CPA chief executive Steven Mulholland warned that many of the association’s members were deferring investment and hiring decisions or had put expansion plans on hold due to fears over the impact of increased thresholds on continuity plans.
The concerns are focused on proposed changes to the tax regime for Business Property Relief (BPR) that lower the level at which families will have to pay.
From 2026, 100 per cent relief will be limited to the first £1m of business assets for every person or pre-existing trust. Any assets above that threshold will be subject to inheritance tax at a discounted 50 per cent rate.
According to the government’s own figures, 81 per cent of construction SMEs are family-run.
But firms have argued they are cash poor and asset rich as they have to invest in plant equipment. The value of the equipment could pull many firms into the new tax threshold.
Mulholland wrote: “How can they continue to operate in line with these plans? To be clear, these are well-established, in some cases, large family-run businesses.
“Our members remain excluded from being able to take advantage of the Full Expensing Allowance. Meanwhile, the rise in NI [National Insurance] is a tax on jobs and will deter companies from taking on more people, and will slow increases in wages at a time when we need to increase the construction skills base.”
The CPA called on the government to consult with the industry and co-design a policy solution.

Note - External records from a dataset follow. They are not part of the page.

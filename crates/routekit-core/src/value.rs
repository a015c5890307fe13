//! Values flowing through an action call.
//!
//! Parameters are resolved into `Option<serde_json::Value>` (`None` is an
//! absent value, `Some(Value::Null)` an explicit null). Action methods receive
//! them positionally as [`Args`] and return an [`Output`].

use crate::error::HttpError;
use bytes::Bytes;
use serde::de::DeserializeOwned;
use serde::Serialize;
use serde_json::Value;

/// Result of an action method, after every interceptor has seen it.
#[derive(Debug, Clone, PartialEq)]
pub enum Output {
    /// The method produced nothing
    Undefined,
    /// A structured or scalar value; `Value::Null` is an explicit null
    Value(Value),
    /// Raw bytes, written as-is
    Binary(Bytes),
}

impl Output {
    /// Serialize any value into an output.
    pub fn json<T: Serialize>(value: &T) -> Result<Self, HttpError> {
        serde_json::to_value(value)
            .map(Output::Value)
            .map_err(|e| HttpError::internal("Failed to serialize result").with_internal(e.to_string()))
    }

    /// An explicit null result.
    pub fn null() -> Self {
        Output::Value(Value::Null)
    }

    pub fn is_undefined(&self) -> bool {
        matches!(self, Output::Undefined)
    }

    pub fn is_null(&self) -> bool {
        matches!(self, Output::Value(Value::Null))
    }
}

impl From<Value> for Output {
    fn from(value: Value) -> Self {
        Output::Value(value)
    }
}

impl From<()> for Output {
    fn from(_: ()) -> Self {
        Output::Undefined
    }
}

impl From<Bytes> for Output {
    fn from(bytes: Bytes) -> Self {
        Output::Binary(bytes)
    }
}

impl From<String> for Output {
    fn from(text: String) -> Self {
        Output::Value(Value::String(text))
    }
}

impl From<&'static str> for Output {
    fn from(text: &'static str) -> Self {
        Output::Value(Value::String(text.to_string()))
    }
}

impl<T: Into<Output>> From<Option<T>> for Output {
    fn from(value: Option<T>) -> Self {
        match value {
            Some(inner) => inner.into(),
            None => Output::Value(Value::Null),
        }
    }
}

/// Positional arguments of one action call, ordered by parameter index.
#[derive(Debug, Clone, Default, PartialEq)]
pub struct Args {
    values: Vec<Option<Value>>,
}

impl Args {
    pub fn new(values: Vec<Option<Value>>) -> Self {
        Self { values }
    }

    pub fn len(&self) -> usize {
        self.values.len()
    }

    pub fn is_empty(&self) -> bool {
        self.values.is_empty()
    }

    /// Raw value at `index`; `None` when absent or out of range.
    pub fn raw(&self, index: usize) -> Option<&Value> {
        self.values.get(index).and_then(Option::as_ref)
    }

    /// Deserialize the argument at `index`.
    ///
    /// An absent argument deserializes from `null`, so `Option<T>` targets
    /// receive `None`.
    pub fn get<T: DeserializeOwned>(&self, index: usize) -> Result<T, HttpError> {
        let value = self.raw(index).cloned().unwrap_or(Value::Null);
        serde_json::from_value(value).map_err(|e| {
            HttpError::internal(format!("Argument {} has an unexpected shape", index))
                .with_internal(e.to_string())
        })
    }

    pub fn values(&self) -> &[Option<Value>] {
        &self.values
    }

    pub fn into_values(self) -> Vec<Option<Value>> {
        self.values
    }
}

Mulholland wrote: “We call on you to reassess what these changes will mean in practice and reality, with a full consultation with businesses affected.
“We share the same vision of a growing and stable economy, built on sustainable business practices working in each region of the UK. In their current guise, your proposals will fatally undermine the very companies that are meant to be the foundation of this work.”
The CPA’s letter is just the latest attempt to lobby the Treasury since October, when the chancellor made the announcement in the Budget.
Just before Christmas, Wates director James Wates and NG Bailey non-executive director Chris Bailey were among a list of industry figures putting their names to a letter that warned of a “severe and long-lasting impact” of the tax changes.
They voiced concerns that family firms would have to choose between investment plans or saving cash for a future inheritance tax bill.
In early December, the Builders Merchant Federation warned the changes posed a threat to materials firms and could impact on the government’s homebuilding targets.
An HM Treasury spokesperson said: “We had to make difficult choices to fix the foundations of the country and restore desperately needed economic stability to allow businesses to thrive.”